C’est à partir d’un petit rayon dance au sous-sol d’un magasin de disque de Sheffield que tout démarre. Sheffield, ville industrielle banale, musicalement réputée pour Cabaret Voltaire ou Human League, a depuis été mise sur la carte des villes qui comptent après Manchester, Detroit, Chicago ou Berlin. Warp y a décollé en même temps que la vague acid-house, ce qui s’entend beaucoup sur la compilation des classiques du label. Ainsi, la première sortie – les Forgemasters et leur bien nommé track with no name (tiré à 500 exemplaires à l’époque) – en est typique : c’est un morceau house comme on n’oserait plus en faire aujourd’hui ! Pourtant, ce sont surtout Nightmares on Wax et LFO qui ont fait le véritable succès du label. Si les premiers sortent aujourd’hui des disques moins marquants, les seconds se sont imposés comme le groupe culte de la techno de cette décennie : Richard James (Aphex Twin) n’étant pas encore signé à l’époque puisque celui-ci a été découvert par le non moins historique label belge R&S.
Peu de temps après, les compilations Artificial Intelligence I et II (avec notamment Polygon Window, B12, Speedy J, Autechre, Beaumont Hannant, Seefeel…) ont grandement contribué à la renommée de Warp. Elles proposaient une techno moins dansante et plus cérébrale, qui devait devenir la marque de fabrique du label. On ne reviendra pas sur le malentendu créé par l’intitulé de ces compilations : cette techno-là n’était pas plus « intelligente » que les autres, elle était simplemernt plus abstraite. C’est pourquoi on utilise aujourd’hui plus volontiers le terme « d’électronica ».
C’est aussi à partir de ce moment que Warp souhaite sortir des artistes pour la plupart anglais, Joey Beltram et Kenny Larkin étant les seuls artistes américains signés, ayant une vision à long terme et créant une musique vraiment originale -artistes. Depuis, bien sûr, le label s’est ouvert au monde en signant des artistes allemands (Move D) ou finlandais (Jimi Tenor !), en même temps que vers des styles musicaux plus variés, mais ayant toujours un lien avec l’électronique : Red Snapper, Broadcast ou plus récemment Plone en sont des exemples.

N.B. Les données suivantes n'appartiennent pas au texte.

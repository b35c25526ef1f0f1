//! pgen-peg: the PEG bytecode compiler and VM (`spec.md` §4.6,
//! component C7). Compiles an ordered list of PEG rules — each a branch
//! tree of sequences, ordered choice, and left-fold repetition — into a
//! shared op stream plus per-rule entry offsets, then runs that
//! bytecode as a memoized recursive-descent parser over a token stream.
//!
//! `pgen-grammar` builds the [`spec::RuleSpec`] list from surface
//! syntax; this crate owns lowering to bytecode ([`compiler`]) and
//! execution ([`vm`]).

pub mod compiler;
pub mod error;
pub mod labels;
pub mod opcode;
pub mod rules;
pub mod spec;
pub mod vm;

pub use compiler::compile;
pub use error::{ExpectedItem, PegError};
pub use labels::Labels;
pub use opcode::{LabelId, Op, RuleId, Target};
pub use rules::{RuleEntry, RuleTable};
pub use spec::{Atom, Branch, CallbackSpec, FoldKind, Lookahead, QTerm, Quant, RuleSpec};
pub use vm::PegVm;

A propos de vision, il est évidemment impensable d’évoquer le label sans son visuel, créé par les Designers Republic (également connus pour avoir conçu le design de la très bonne série de jeux de course futuriste WipeOut sur Playstation). Grâce au studio fondé en 1986 par Ian Anderson, Warp s’est forgé une identité graphique très forte. Adaptée à chaque artiste mais toujours cohérente, elle peut rappeler l’impact visuel qu’avait eu avant eux le graphisme des pochettes Factory (de Peter Saville) ou 4AD (de Vaughn Oliver). Toutes ont un peu vieilli mais la plupart sont finalement devenues des classiques. À quelques exceptions près (Boards of Canada), les Designers Republic ont réalisé toutes les pochettes du label, leurs plus grandes réussites étant certainement celles pour Autechre, groupe phare de la « seconde vague » Warp.

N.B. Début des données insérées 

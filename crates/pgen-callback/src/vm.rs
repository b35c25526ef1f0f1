//! Callback bytecode VM (`spec.md` §4.4 "VM").
//!
//! Two stacks: a shared value stack, and a container-info stack tracking
//! in-progress `NODE_BEG`/`NODE_END` struct construction. The source keeps
//! locals on the same value stack above a per-context base pointer; here
//! each call gets its own `locals` vector instead — same binding
//! semantics (LOAD/STORE by index within the current frame), simpler
//! ownership, since nothing in this VM ever takes a pointer into the
//! middle of the value stack the way the source's base-pointer arithmetic
//! does.

use pgen_core::{ConsList, KlassRegistry, StructInstance, Value};
use std::rc::Rc;

use crate::error::CallbackError;
use crate::host::CallbackHost;
use crate::opcode::Op;

struct ContainerFrame {
    klass: pgen_core::KlassId,
    instance: Rc<StructInstance>,
    limit: usize,
    filled: usize,
}

pub struct Vm<'a> {
    ops: &'a [Op],
    registry: &'a KlassRegistry,
    stack: Vec<Value>,
    containers: Vec<ContainerFrame>,
}

impl<'a> Vm<'a> {
    pub fn new(ops: &'a [Op], registry: &'a KlassRegistry) -> Self {
        Vm {
            ops,
            registry,
            stack: Vec::new(),
            containers: Vec::new(),
        }
    }

    fn pop(&mut self) -> Result<Value, CallbackError> {
        self.stack.pop().ok_or(CallbackError::StackUnderflow)
    }

    /// Runs from instruction 0 to `End`, returning the value left on top
    /// of the stack (or `Value::Nil` if the program never pushed one).
    pub fn exec(
        &mut self,
        locals: &mut Vec<Value>,
        globals: &mut Vec<Value>,
        host: &mut dyn CallbackHost,
    ) -> Result<Value, CallbackError> {
        let mut pc: usize = 0;
        loop {
            match &self.ops[pc] {
                Op::Meta { .. } => pc += 1,
                Op::Load(id) => {
                    let v = locals.get(*id as usize).cloned().unwrap_or(Value::Nil);
                    self.stack.push(v);
                    pc += 1;
                }
                Op::Store(id) => {
                    let v = self.pop()?;
                    let id = *id as usize;
                    if id >= locals.len() {
                        locals.resize(id + 1, Value::Nil);
                    }
                    locals[id] = v;
                    pc += 1;
                }
                Op::LoadGlob(id) => {
                    let v = globals.get(*id as usize).cloned().unwrap_or(Value::Nil);
                    self.stack.push(v);
                    pc += 1;
                }
                Op::StoreGlob(id) => {
                    let v = self.pop()?;
                    let id = *id as usize;
                    if id >= globals.len() {
                        globals.resize(id + 1, Value::Nil);
                    }
                    globals[id] = v;
                    pc += 1;
                }
                Op::Push(v) => {
                    self.stack.push(v.clone());
                    pc += 1;
                }
                Op::Pop => {
                    self.pop()?;
                    pc += 1;
                }
                Op::NodeBeg(klass) => {
                    let def = self
                        .registry
                        .get(*klass)
                        .ok_or(CallbackError::UnknownKlass(*klass))?;
                    let limit = def.field_count();
                    let instance = Rc::new(StructInstance::new(*klass, limit));
                    self.stack.push(Value::Struct(instance.clone()));
                    self.containers.push(ContainerFrame {
                        klass: *klass,
                        instance,
                        limit,
                        filled: 0,
                    });
                    pc += 1;
                }
                Op::NodeSet => {
                    let v = self.pop()?;
                    let frame = self
                        .containers
                        .last_mut()
                        .ok_or(CallbackError::NoActiveContainer)?;
                    if frame.filled >= frame.limit {
                        return Err(CallbackError::NodeOverfill { klass: frame.klass });
                    }
                    frame.instance.set(frame.filled, v);
                    frame.filled += 1;
                    pc += 1;
                }
                Op::NodeSetV => {
                    let v = self.pop()?;
                    let items = cons_or_nil(&v)?;
                    let frame = self
                        .containers
                        .last_mut()
                        .ok_or(CallbackError::NoActiveContainer)?;
                    for item in items {
                        if frame.filled >= frame.limit {
                            return Err(CallbackError::NodeOverfill { klass: frame.klass });
                        }
                        frame.instance.set(frame.filled, item);
                        frame.filled += 1;
                    }
                    pc += 1;
                }
                Op::NodeEnd => {
                    let frame = self
                        .containers
                        .pop()
                        .ok_or(CallbackError::NoActiveContainer)?;
                    if frame.filled != frame.limit {
                        return Err(CallbackError::NodeUnderfill {
                            klass: frame.klass,
                            filled: frame.filled,
                            limit: frame.limit,
                        });
                    }
                    pc += 1;
                }
                Op::List => {
                    let tail = self.pop()?;
                    let head = self.pop()?;
                    let tail = cons_list(&tail)?;
                    self.stack.push(Value::Cons(ConsList::cons(head, tail)));
                    pc += 1;
                }
                Op::ListV => {
                    let b = self.pop()?;
                    let a = self.pop()?;
                    let a = cons_list(&a)?;
                    let b = cons_list(&b)?;
                    self.stack.push(Value::Cons(a.concat(&b)));
                    pc += 1;
                }
                Op::Jif(t) => {
                    let v = self.pop()?;
                    pc = if v.is_truthy() { t.offset() as usize } else { pc + 1 };
                }
                Op::Junless(t) => {
                    let v = self.pop()?;
                    pc = if !v.is_truthy() { t.offset() as usize } else { pc + 1 };
                }
                Op::Jmp(t) => pc = t.offset() as usize,
                Op::Call { argc, fname } => {
                    let mut args = Vec::with_capacity(*argc as usize);
                    for _ in 0..*argc {
                        args.push(self.pop()?);
                    }
                    args.reverse();
                    let result = host.call(*fname, args)?;
                    self.stack.push(result);
                    pc += 1;
                }
                Op::End => return Ok(self.stack.last().cloned().unwrap_or(Value::Nil)),
            }
        }
    }
}

fn cons_or_nil(v: &Value) -> Result<ConsList, CallbackError> {
    match v {
        Value::Cons(c) => Ok(c.clone()),
        Value::Nil => Ok(ConsList::nil()),
        _ => Err(CallbackError::SplatNotList),
    }
}

fn cons_list(v: &Value) -> Result<ConsList, CallbackError> {
    match v {
        Value::Cons(c) => Ok(c.clone()),
        Value::Nil => Ok(ConsList::nil()),
        _ => Err(CallbackError::NotAConsList),
    }
}

#[cfg(test)]
mod tests {
    use super::*;
    use crate::host::NoBuiltins;
    use crate::opcode::Target;
    use pgen_core::{KlassRegistry, Value};

    fn run(ops: Vec<Op>, registry: &KlassRegistry) -> Result<Value, CallbackError> {
        let mut vm = Vm::new(&ops, registry);
        let mut locals = Vec::new();
        let mut globals = Vec::new();
        vm.exec(&mut locals, &mut globals, &mut NoBuiltins)
    }

    #[test]
    fn push_and_end_returns_top() {
        let registry = KlassRegistry::new();
        let ops = vec![Op::Push(Value::Int(42)), Op::End];
        assert_eq!(run(ops, &registry), Ok(Value::Int(42)));
    }

    #[test]
    fn local_round_trips_through_store_load() {
        let registry = KlassRegistry::new();
        let ops = vec![
            Op::Push(Value::Int(7)),
            Op::Store(0),
            Op::Load(0),
            Op::End,
        ];
        assert_eq!(run(ops, &registry), Ok(Value::Int(7)));
    }

    #[test]
    fn node_construction_fills_struct_fields() {
        let registry = KlassRegistry::new();
        let klass = registry
            .define_struct("Pair", vec!["first".into(), "second".into()])
            .unwrap();
        let ops = vec![
            Op::NodeBeg(klass),
            Op::Push(Value::Int(1)),
            Op::NodeSet,
            Op::Push(Value::Int(2)),
            Op::NodeSet,
            Op::NodeEnd,
            Op::End,
        ];
        let result = run(ops, &registry).unwrap();
        match result {
            Value::Struct(s) => {
                assert_eq!(s.get(0), Some(Value::Int(1)));
                assert_eq!(s.get(1), Some(Value::Int(2)));
            }
            _ => panic!("expected struct"),
        }
    }

    #[test]
    fn node_underfill_is_an_error() {
        let registry = KlassRegistry::new();
        let klass = registry
            .define_struct("Pair", vec!["first".into(), "second".into()])
            .unwrap();
        let ops = vec![
            Op::NodeBeg(klass),
            Op::Push(Value::Int(1)),
            Op::NodeSet,
            Op::NodeEnd,
            Op::End,
        ];
        let err = run(ops, &registry).unwrap_err();
        assert!(matches!(err, CallbackError::NodeUnderfill { .. }));
    }

    #[test]
    fn list_conses_onto_existing_tail() {
        let registry = KlassRegistry::new();
        let ops = vec![
            Op::Push(Value::Int(1)),
            Op::Push(Value::Nil),
            Op::List,
            Op::End,
        ];
        match run(ops, &registry).unwrap() {
            Value::Cons(c) => assert_eq!(c.to_vec(), vec![Value::Int(1)]),
            _ => panic!("expected cons"),
        }
    }

    #[test]
    fn jif_skips_when_falsy() {
        let registry = KlassRegistry::new();
        let ops = vec![
            Op::Push(Value::False),
            Op::Jif(Target::Offset(4)),
            Op::Push(Value::Int(1)),
            Op::Jmp(Target::Offset(5)),
            Op::Push(Value::Int(2)),
            Op::End,
        ];
        assert_eq!(run(ops, &registry), Ok(Value::Int(1)));
    }
}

Aujourd’hui, Warp fête ses dix ans avec un catalogue quasi irréprochable qui compte des fans dans le monde entier. Parallèlement, d’autres labels semblables se sont développés dans des optiques proches mais singulières : Ninja Tune, Mo’Wax, Rephlex, Skam, etc. Pourtant, aucun n’a acquis la réputation de Warp. À partir d’un habile mélange de disques « durs », dansants ou plus pop, le label a réussi la gageure de mener de front réussite artistique et réussite commerciale. Pour essayer de comprendre, les trois compilations qui sortent à l’occasion du dixième anniversaire fournissent quelques explications : beaucoup de bons morceaux, un peu d’innovation et autant d’agitation, de passion, des visuels séduisants… Warp a modifié durablement le paysage techno et contribué à faire découvrir cette musique à un public plus large. Question finale : maintenant que Richard James (peut-être un génie, en tout cas la star absolue du label) déclare arrêter de faire des albums, que nous réservent Steve beckett et Rob Mitchell ? On peut leur faire confiance car, comme le dit le slogan ironique du label, ce sont des gens raisonnables… (WARP = We Are Reasonable People…).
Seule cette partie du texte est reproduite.